Observando a homenagem a algumas das dezenas de vítimas de tortura na década de 70 em Córdoba, na Argentina
Pois é, depois de ter sido solta, Cristina acabou se empregando como enfermeira no sistema público. Com a guerra, o governo militar que ela tanto abominava quis enviá-la às Malvinas. Cristina e Anibal fugiram para o Rio, o país perdeu a guerra de uma forma humilhante e o governo militar caiu de podre, abrindo caminho para a redemocratização. A própria guerra já tinha sido uma maneira de tentar prolongar-se no poder, depois do rotundo fracasso na área econômica que gerava uma enorme instabilidade social. Esse assunto da guerra certamente aparecerá nos posts futuros, já que estamos indo justamente para lá, às Malvinas.

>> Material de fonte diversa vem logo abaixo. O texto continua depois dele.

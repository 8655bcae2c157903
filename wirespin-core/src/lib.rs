/// wirespin Core Library - Wireframe geometry, rotation, projection and rasterization
///
/// This library provides the terminal-independent rendering pipeline:
/// STL loading, per-axis rotation, pinhole projection and Bresenham
/// rasterization onto a character canvas.

pub mod canvas;
pub mod config;
pub mod error;
pub mod geometry;
pub mod pipeline;
pub mod projection;
pub mod raster;
pub mod stl;
pub mod transform;

// Re-export commonly used types
pub use canvas::{Canvas, Glyphs};
pub use config::RenderConfig;
pub use error::{Error, Result};
pub use geometry::{Model, Triangle};
pub use pipeline::{FrameStats, Pipeline};
pub use projection::Camera;
pub use transform::RotationState;
use std::io::{self, Stdout, Write};
use std::path::PathBuf;
use std::thread;
use std::time::{Duration, Instant};

use anyhow::Result;
use crossterm::cursor::{Hide, MoveTo, Show};
use crossterm::event::{self, Event, KeyCode, KeyEventKind};
use crossterm::style::{Color, Print, ResetColor, SetForegroundColor};
use crossterm::terminal::{self, Clear, ClearType, EnterAlternateScreen, LeaveAlternateScreen};
use crossterm::{ExecutableCommand, QueueableCommand};
use tracing_subscriber::layer::SubscriberExt;
use tracing_subscriber::util::SubscriberInitExt;
use unicode_width::UnicodeWidthStr;

use zombie_maze::constants::TILE_SIZE;
use zombie_maze::{seeded_rng, Config, Dir, EntityKind, Game, GameRng, GameState, TilePos, Vec2};

const CELL_W: usize = 2;
const RENDER_FPS: u64 = 60;
const INPUT_HOLD_MS: u64 = 160;

#[derive(Clone, Copy, PartialEq)]
enum Glyph {
    Player,
    Agent,
    Key,
    Projectile,
    Wall,
    Floor,
}

#[derive(Clone, Copy, PartialEq)]
struct Cell {
    glyph: Glyph,
    color: Color,
}

struct Renderer {
    last: Vec<Cell>,
    last_hud: String,
    width: usize,
    needs_full: bool,
    origin_x: u16,
    origin_y: u16,
}

impl Renderer {
    fn new(width: usize, height: usize) -> Self {
        Self {
            last: vec![
                Cell {
                    glyph: Glyph::Floor,
                    color: Color::Reset,
                };
                width * height
            ],
            last_hud: String::new(),
            width,
            needs_full: true,
            origin_x: 0,
            origin_y: 1,
        }
    }
}

struct Input {
    last_seen: [Option<Instant>; 4],
    last_pressed: Option<Dir>,
}

impl Input {
    fn press(&mut self, dir: Dir) {
        self.last_seen[idx_for_dir(dir)] = Some(Instant::now());
        self.last_pressed = Some(dir);
    }

    /// Terminals report no key releases, so a key counts as held for a short window.
    fn held(&self) -> Option<Dir> {
        let now = Instant::now();
        let hold = Duration::from_millis(INPUT_HOLD_MS);
        if let Some(dir) = self.last_pressed {
            if let Some(t) = self.last_seen[idx_for_dir(dir)] {
                if now.duration_since(t) <= hold {
                    return Some(dir);
                }
            }
        }
        Dir::ALL
            .iter()
            .filter_map(|dir| {
                let t = self.last_seen[idx_for_dir(*dir)]?;
                (now.duration_since(t) <= hold).then_some((*dir, t))
            })
            .max_by_key(|(_, t)| *t)
            .map(|(dir, _)| dir)
    }

    fn vector(&self) -> Vec2 {
        match self.held() {
            Some(dir) => {
                let (dx, dy) = dir.delta();
                Vec2::new(dx as f32, dy as f32)
            }
            None => Vec2::ZERO,
        }
    }
}

fn main() -> Result<()> {
    let config = Config::from_env();
    setup_logging()?;

    let mut stdout = io::stdout();
    terminal::enable_raw_mode()?;
    stdout.execute(EnterAlternateScreen)?;
    stdout.execute(Hide)?;

    let result = run(&mut stdout, config);

    stdout.execute(Show)?;
    stdout.execute(LeaveAlternateScreen)?;
    terminal::disable_raw_mode()?;
    result
}

/// File-only logging; the terminal belongs to the game.
fn setup_logging() -> Result<()> {
    let log_dir = std::env::var_os("ZOMBIE_MAZE_LOG_DIR")
        .map(PathBuf::from)
        .unwrap_or_else(std::env::temp_dir);
    std::fs::create_dir_all(&log_dir)?;

    let file_appender = tracing_appender::rolling::never(&log_dir, "zombie-maze.log");
    let (non_blocking_file, guard) = tracing_appender::non_blocking(file_appender);

    let env_filter = tracing_subscriber::EnvFilter::try_from_default_env()
        .unwrap_or_else(|_| tracing_subscriber::EnvFilter::new("info"));
    let file_layer = tracing_subscriber::fmt::layer()
        .with_writer(non_blocking_file)
        .with_ansi(false);

    tracing_subscriber::registry()
        .with(env_filter)
        .with(file_layer)
        .init();

    // Keep the writer alive for the whole process.
    std::mem::forget(guard);

    tracing::info!(log_dir = %log_dir.display(), "logging initialized");
    Ok(())
}

fn run(stdout: &mut Stdout, config: Config) -> Result<()> {
    let mut rng: GameRng = seeded_rng(config.seed);
    let tick_time = Duration::from_millis(config.tick_ms);
    let frame_time = Duration::from_micros(1_000_000 / RENDER_FPS);
    let mut game = Game::start(config, &mut rng)?;
    let mut renderer = Renderer::new(game.grid().width(), game.grid().height());
    let mut input = Input {
        last_seen: [None; 4],
        last_pressed: None,
    };
    let mut last_tick = Instant::now();

    loop {
        let frame_start = Instant::now();
        while event::poll(Duration::from_millis(0))? {
            if let Event::Key(key) = event::read()? {
                if !matches!(key.kind, KeyEventKind::Press | KeyEventKind::Repeat) {
                    continue;
                }
                match key.code {
                    KeyCode::Char('q') => return Ok(()),
                    KeyCode::Char('w') | KeyCode::Char('k') => input.press(Dir::Up),
                    KeyCode::Char('s') | KeyCode::Char('j') => input.press(Dir::Down),
                    KeyCode::Char('a') | KeyCode::Char('h') => input.press(Dir::Left),
                    KeyCode::Char('d') | KeyCode::Char('l') => input.press(Dir::Right),
                    KeyCode::Char('f') => {
                        game.fire();
                    }
                    KeyCode::Char(' ') if game.state() == GameState::LevelComplete => {
                        game.next_level(&mut rng)?;
                        renderer = Renderer::new(game.grid().width(), game.grid().height());
                        stdout.queue(Clear(ClearType::All))?;
                    }
                    _ => {}
                }
            }
        }

        if last_tick.elapsed() >= tick_time {
            last_tick = Instant::now();
            game.tick(input.vector(), &mut rng);
        }
        render(stdout, &game, &mut renderer)?;

        let elapsed = frame_start.elapsed();
        if elapsed < frame_time {
            thread::sleep(frame_time - elapsed);
        }
    }
}

fn tile_of(centre: Vec2) -> Option<TilePos> {
    if centre.x < 0.0 || centre.y < 0.0 {
        return None;
    }
    Some(TilePos::new(
        (centre.x / TILE_SIZE) as usize,
        (centre.y / TILE_SIZE) as usize,
    ))
}

fn frame(game: &Game) -> Vec<Cell> {
    let grid = game.grid();
    let mut cells: Vec<Cell> = grid
        .cells()
        .map(|(_, cell)| match cell {
            zombie_maze::Cell::Wall => Cell {
                glyph: Glyph::Wall,
                color: Color::DarkGrey,
            },
            zombie_maze::Cell::Open => Cell {
                glyph: Glyph::Floor,
                color: Color::Reset,
            },
        })
        .collect();

    let mut put = |pos: Option<TilePos>, cell: Cell| {
        if let Some(pos) = pos.filter(|p| grid.in_bounds(*p)) {
            cells[pos.y * grid.width() + pos.x] = cell;
        }
    };
    // Later layers draw over earlier ones.
    for kind in [EntityKind::Key, EntityKind::Projectile, EntityKind::Agent] {
        let layer = game
            .arena()
            .iter()
            .filter(|(_, entity)| entity.is_active() && entity.kind() == kind);
        for (_, entity) in layer {
            let cell = match kind {
                EntityKind::Key => Cell {
                    glyph: Glyph::Key,
                    color: Color::Yellow,
                },
                EntityKind::Projectile => Cell {
                    glyph: Glyph::Projectile,
                    color: Color::White,
                },
                EntityKind::Agent => Cell {
                    glyph: Glyph::Agent,
                    color: Color::Red,
                },
                EntityKind::Wall => continue,
            };
            put(tile_of(entity.body().aabb().center()), cell);
        }
    }
    put(
        tile_of(game.player().center()),
        Cell {
            glyph: Glyph::Player,
            color: Color::Cyan,
        },
    );
    cells
}

fn render(stdout: &mut Stdout, game: &Game, renderer: &mut Renderer) -> io::Result<()> {
    let width = game.grid().width();
    let height = game.grid().height();
    let needed_h = (height + 2) as u16;
    let needed_w = (width * CELL_W) as u16;

    stdout.queue(MoveTo(0, 0))?;

    let (term_w, term_h) = terminal::size()?;
    if term_w < needed_w || term_h < needed_h {
        stdout.queue(Clear(ClearType::All))?;
        let msg = format!(
            "Terminal too small. Need at least {}x{} (cols x rows). Current: {}x{}.",
            needed_w, needed_h, term_w, term_h
        );
        stdout.queue(Print(msg))?;
        stdout.flush()?;
        renderer.needs_full = true;
        return Ok(());
    }

    let origin_x = (term_w - needed_w) / 2;
    let origin_y = (term_h - needed_h) / 2 + 1;
    if origin_x != renderer.origin_x || origin_y != renderer.origin_y {
        renderer.origin_x = origin_x;
        renderer.origin_y = origin_y;
        renderer.needs_full = true;
    }

    let active_agents = game.agents().filter(|(_, a)| a.is_active()).count();
    let hud = match game.state() {
        GameState::Playing => format!(
            "Keys: {}/{}  Level: {}  Zombies: {}  (f fire, q quit)",
            game.player().keys(),
            game.keys_required(),
            game.level().index(),
            active_agents
        ),
        GameState::LevelComplete => format!(
            "Level {} complete! Press SPACE for level {}",
            game.level().index(),
            game.level().index() + 1
        ),
    };
    if renderer.needs_full || hud != renderer.last_hud {
        stdout.queue(MoveTo(renderer.origin_x, renderer.origin_y - 1))?;
        stdout.queue(SetForegroundColor(Color::White))?;
        stdout.queue(Clear(ClearType::CurrentLine))?;
        stdout.queue(Print(&hud))?;
        stdout.queue(ResetColor)?;
        renderer.last_hud = hud;
    }

    for (idx, cell) in frame(game).into_iter().enumerate() {
        if renderer.needs_full || cell != renderer.last[idx] {
            renderer.last[idx] = cell;
            draw_cell(stdout, renderer, idx % renderer.width, idx / renderer.width, cell)?;
        }
    }
    renderer.needs_full = false;

    stdout.flush()?;
    Ok(())
}

fn draw_cell(stdout: &mut Stdout, renderer: &Renderer, x: usize, y: usize, cell: Cell) -> io::Result<()> {
    let text = match cell.glyph {
        Glyph::Player => "@ ",
        Glyph::Agent => "Z ",
        Glyph::Key => "k ",
        Glyph::Projectile => "* ",
        Glyph::Wall => "██",
        Glyph::Floor => "  ",
    };
    let x_pos = renderer.origin_x + (x * CELL_W) as u16;
    let y_pos = renderer.origin_y + y as u16;
    stdout.queue(MoveTo(x_pos, y_pos))?;
    stdout.queue(SetForegroundColor(cell.color))?;
    stdout.queue(Print(text))?;
    let w = UnicodeWidthStr::width(text);
    if w < CELL_W {
        for _ in 0..(CELL_W - w) {
            stdout.queue(Print(' '))?;
        }
    }
    stdout.queue(ResetColor)?;
    Ok(())
}

fn idx_for_dir(dir: Dir) -> usize {
    match dir {
        Dir::Up => 0,
        Dir::Down => 1,
        Dir::Left => 2,
        Dir::Right => 3,
    }
}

Observando a homenagem a algumas das dezenas de vítimas de tortura na década de 70 em Córdoba, na Argentina
Hoje, aqui em Córdoba, estivemos na antiga delegacia da D2, a polícia política do daquele regime. O lugar, na Pasaje Santa Catalina, foi transformada num museu que homenageia as centenas de vítimas que passaram por lá. O mais incrível é que ela fica justamente ao lado da catedral, em pleno centro da cidade. Assim, os presos torturados muitas vezes ouviam o bater dos sinos ao lado anunciando a próxima missa. Estarrecedor! Aí passamos um hora, observando as salas tenebrosas e corredores escuros, mantidos como eram. Mais importante, observamos as dezenas de fotografias das pessoas que sumiram ali, fotos com familiares, na praia, na escola, nas ruas, sorrindo, brincando, enfim, mostrando que eram pessoas normais, como eu e você. Mas tiveram um fim terrível, indigno, aqui, do lado da catedral. Num país que nos encanta tanto como esse, é quase impossível imaginar isso acontecendo aqui, há tão pouco tempo. Um motivo a mais para celebramos a liberdade de ir e vir, de pensamento, de podermos falar e criticar, da vida sob o império da lei e das garantias individuais. Passar em um lugar como esse, aprender o que aconteceu aqui, num lugar e num tempo tão perto de nós só nos faz valorizar o tempo e a viagem que estamos vivendo.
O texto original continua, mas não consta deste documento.